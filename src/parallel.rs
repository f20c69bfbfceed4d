use std::ops::Range;
use std::sync::Arc;

use crate::error::ReadError;
use crate::{MmapReader, RefRecord, Result};

/// Default batch size for parallel processing
///
/// This constant defines how many records each thread processes between calls
/// to [`ParallelProcessor::on_batch_complete`].
pub const BATCH_SIZE: usize = 1024;

/// Trait for BINSEQ readers that can process records in parallel
///
/// This is implemented by the **reader** not by the **processor**.
/// For the **processor**, see the [`ParallelProcessor`] trait.
pub trait ParallelReader {
    fn process_parallel<P: ParallelProcessor + Clone + 'static>(
        self,
        processor: P,
        num_threads: usize,
    ) -> Result<()>;

    fn process_parallel_range<P: ParallelProcessor + Clone + 'static>(
        self,
        processor: P,
        num_threads: usize,
        range: Range<usize>,
    ) -> Result<()>;
}

/// Trait for types that can process records in parallel.
///
/// This is implemented by the **processor** not by the **reader**.
/// Each worker thread receives its own clone of the processor; decoding
/// buffers (for example a [`DecodeContext`](crate::DecodeContext)) belong in
/// the processor so that no thread shares them.
pub trait ParallelProcessor: Send + Clone {
    /// Process a single record
    fn process_record(&mut self, record: RefRecord<'_>) -> Result<()>;

    /// Called when a thread finishes processing its batch
    /// Default implementation does nothing
    fn on_batch_complete(&mut self) -> Result<()> {
        Ok(())
    }

    /// Set the thread ID for this processor
    ///
    /// Each thread should call this method with its own unique ID.
    fn set_tid(&mut self, _tid: usize) {
        // Default implementation does nothing
    }

    /// Get the thread ID for this processor
    fn get_tid(&self) -> Option<usize> {
        None
    }
}

/// Parallel processing implementation for memory-mapped readers
impl ParallelReader for MmapReader {
    /// Processes all records in parallel using multiple threads
    ///
    /// A `num_threads` of zero uses every available CPU.
    fn process_parallel<P: ParallelProcessor + Clone + 'static>(
        self,
        processor: P,
        num_threads: usize,
    ) -> Result<()> {
        let num_records = self.num_records();
        self.process_parallel_range(processor, num_threads, 0..num_records)
    }

    /// Process records in parallel within a specified range
    ///
    /// The range is split into contiguous chunks, one per thread. The first error
    /// raised by any thread is returned once all threads have stopped.
    ///
    /// An empty range is a no-op. A range reaching past the last record fails with
    /// [`ReadError::OutOfRange`], a reversed one with [`ReadError::InvalidRange`].
    fn process_parallel_range<P: ParallelProcessor + Clone + 'static>(
        self,
        processor: P,
        num_threads: usize,
        range: Range<usize>,
    ) -> Result<()> {
        let num_threads = if num_threads == 0 {
            num_cpus::get()
        } else {
            num_threads.min(num_cpus::get())
        };

        let num_records = self.num_records();
        if range.start > range.end {
            return Err(ReadError::InvalidRange(range.start, range.end).into());
        }
        if range.end > num_records {
            return Err(ReadError::OutOfRange(range.end, num_records).into());
        }
        if range.is_empty() {
            return Ok(());
        }

        let range_size = range.end - range.start;
        let records_per_thread = range_size.div_ceil(num_threads);

        let reader = Arc::new(self);

        let mut handles = Vec::new();
        for tid in 0..num_threads {
            let mut processor = processor.clone();
            let reader = Arc::clone(&reader);
            let range = range.clone();
            processor.set_tid(tid);

            let handle = std::thread::spawn(move || -> Result<()> {
                let start_idx = range.start + tid * records_per_thread;
                let end_idx = (start_idx + records_per_thread).min(range.end);

                for batch_start in (start_idx..end_idx).step_by(BATCH_SIZE) {
                    let batch_end = (batch_start + BATCH_SIZE).min(end_idx);
                    for idx in batch_start..batch_end {
                        processor.process_record(reader.get(idx)?)?;
                    }
                    processor.on_batch_complete()?;
                }

                Ok(())
            });

            handles.push(handle);
        }

        let mut first_error = None;
        for handle in handles {
            let outcome = handle.join().unwrap_or(Err(crate::Error::ThreadPanic));
            if let Err(e) = outcome {
                first_error.get_or_insert(e);
            }
        }

        match first_error {
            Some(e) => Err(e),
            None => Ok(()),
        }
    }
}
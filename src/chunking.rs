//! Splitting documents into overlapping, line-respecting windows.
//!
//! Chunks are the retrieval granularity: each one is a contiguous slice
//! of a source document, bounded by `chunk_size` characters but never
//! splitting inside a line. A configurable overlap of trailing lines is
//! carried into the next chunk to preserve context across boundaries.

use serde::{Deserialize, Serialize};

/// Default chunk size in characters.
pub const DEFAULT_CHUNK_SIZE: usize = 4096;

/// Default overlap between adjacent chunks in characters.
pub const DEFAULT_OVERLAP_SIZE: usize = 256;

/// One indexed chunk of a source document, persisted index-aligned with
/// the rows of the weighted matrix.
#[derive(Debug, Clone, PartialEq, Serialize, Deserialize)]
pub struct ChunkRecord {
    /// Source file name within the collection directory.
    pub filename: String,
    /// Zero-based chunk index within the source file.
    pub chunk_index: usize,
    /// The chunk text content.
    pub text: String,
    /// Index terms produced from `text`.
    pub tokens: Vec<String>,
}

/// Split text into line-respecting windows of at most `chunk_size`
/// characters, carrying up to `overlap` characters of trailing lines
/// into the next window.
///
/// Lines longer than `chunk_size` become their own chunk rather than
/// being split mid-line.
pub fn split_into_chunks(
    text: &str,
    chunk_size: usize,
    overlap: usize,
) -> Vec<String> {
    if text.is_empty() {
        return Vec::new();
    }

    let mut chunks = Vec::new();
    let mut current: Vec<&str> = Vec::new();
    let mut current_size = 0;

    for line in text.split('\n') {
        let line_size = line.chars().count();

        if current_size + line_size > chunk_size && !current.is_empty() {
            chunks.push(current.join("\n"));

            if overlap > 0 && current.len() > 1 {
                // Carry trailing lines into the next chunk, newest last,
                // up to the overlap budget.
                let mut carried: Vec<&str> = Vec::new();
                let mut carried_size = 0;
                for prev in current.iter().rev() {
                    let prev_size = prev.chars().count();
                    if carried_size + prev_size <= overlap {
                        carried.insert(0, prev);
                        carried_size += prev_size;
                    } else {
                        break;
                    }
                }
                current = carried;
                current_size = carried_size;
            } else {
                current.clear();
                current_size = 0;
            }
        }

        current.push(line);
        current_size += line_size;
    }

    if !current.is_empty() {
        chunks.push(current.join("\n"));
    }

    chunks
}

#[cfg(test)]
mod tests {
    use super::*;

    #[test]
    fn short_text_single_chunk() {
        let chunks = split_into_chunks("hello\nworld", 100, 10);
        assert_eq!(chunks, vec!["hello\nworld"]);
    }

    #[test]
    fn empty_text_no_chunks() {
        assert!(split_into_chunks("", 100, 10).is_empty());
    }

    #[test]
    fn splits_at_line_boundaries() {
        let text = (0..20)
            .map(|i| format!("line number {i}"))
            .collect::<Vec<_>>()
            .join("\n");
        let chunks = split_into_chunks(&text, 60, 0);

        assert!(chunks.len() > 1);
        // No chunk splits inside a line.
        for chunk in &chunks {
            for line in chunk.split('\n') {
                assert!(line.starts_with("line number "));
            }
        }
    }

    #[test]
    fn overlap_repeats_trailing_lines() {
        let text = "aaaa\nbbbb\ncccc\ndddd\neeee\nffff";
        let chunks = split_into_chunks(&text, 12, 5);

        assert!(chunks.len() > 1);
        for pair in chunks.windows(2) {
            let last_line = pair[0].split('\n').next_back().unwrap();
            assert!(
                pair[1].starts_with(last_line),
                "next chunk should start with the carried line"
            );
        }
    }

    #[test]
    fn zero_overlap_has_no_repeats() {
        let text = "aaaa\nbbbb\ncccc\ndddd";
        let chunks = split_into_chunks(&text, 9, 0);

        let rejoined = chunks.join("\n");
        assert_eq!(rejoined, text);
    }

    #[test]
    fn oversized_line_becomes_own_chunk() {
        let long = "x".repeat(500);
        let text = format!("short\n{long}\ntail");
        let chunks = split_into_chunks(&text, 100, 10);

        assert!(chunks.iter().any(|c| c.contains(&long)));
    }

    #[test]
    fn multibyte_sizes_are_counted_in_chars() {
        // 3 lines of 10 cyrillic chars each; chunk budget of 20 chars
        // fits exactly two lines.
        let text = "абвгдежзик\nабвгдежзик\nабвгдежзик";
        let chunks = split_into_chunks(&text, 20, 0);
        assert_eq!(chunks.len(), 2);
    }
}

TO DO
Return, with no change at all, every line in the entries above from the line containing "if let Err(e)" through the line containing "Index terms produced".

THE ANSWER
            if let Err(e) = outcome {
                first_error.get_or_insert(e);
            }
        }

        match first_error {
            Some(e) => Err(e),
            None => Ok(()),
        }
    }
}
filename src/chunking.rs
//! Splitting documents into overlapping, line-respecting windows.
//!
//! Chunks are the retrieval granularity: each one is a contiguous slice
//! of a source document, bounded by `chunk_size` characters but never
//! splitting inside a line. A configurable overlap of trailing lines is
//! carried into the next chunk to preserve context across boundaries.

use serde::{Deserialize, Serialize};

/// Default chunk size in characters.
pub const DEFAULT_CHUNK_SIZE: usize = 4096;

/// Default overlap between adjacent chunks in characters.
pub const DEFAULT_OVERLAP_SIZE: usize = 256;

/// One indexed chunk of a source document, persisted index-aligned with
/// the rows of the weighted matrix.
#[derive(Debug, Clone, PartialEq, Serialize, Deserialize)]
pub struct ChunkRecord {
    /// Source file name within the collection directory.
    pub filename: String,
    /// Zero-based chunk index within the source file.
    pub chunk_index: usize,
    /// The chunk text content.
    pub text: String,
    /// Index terms produced from `text`.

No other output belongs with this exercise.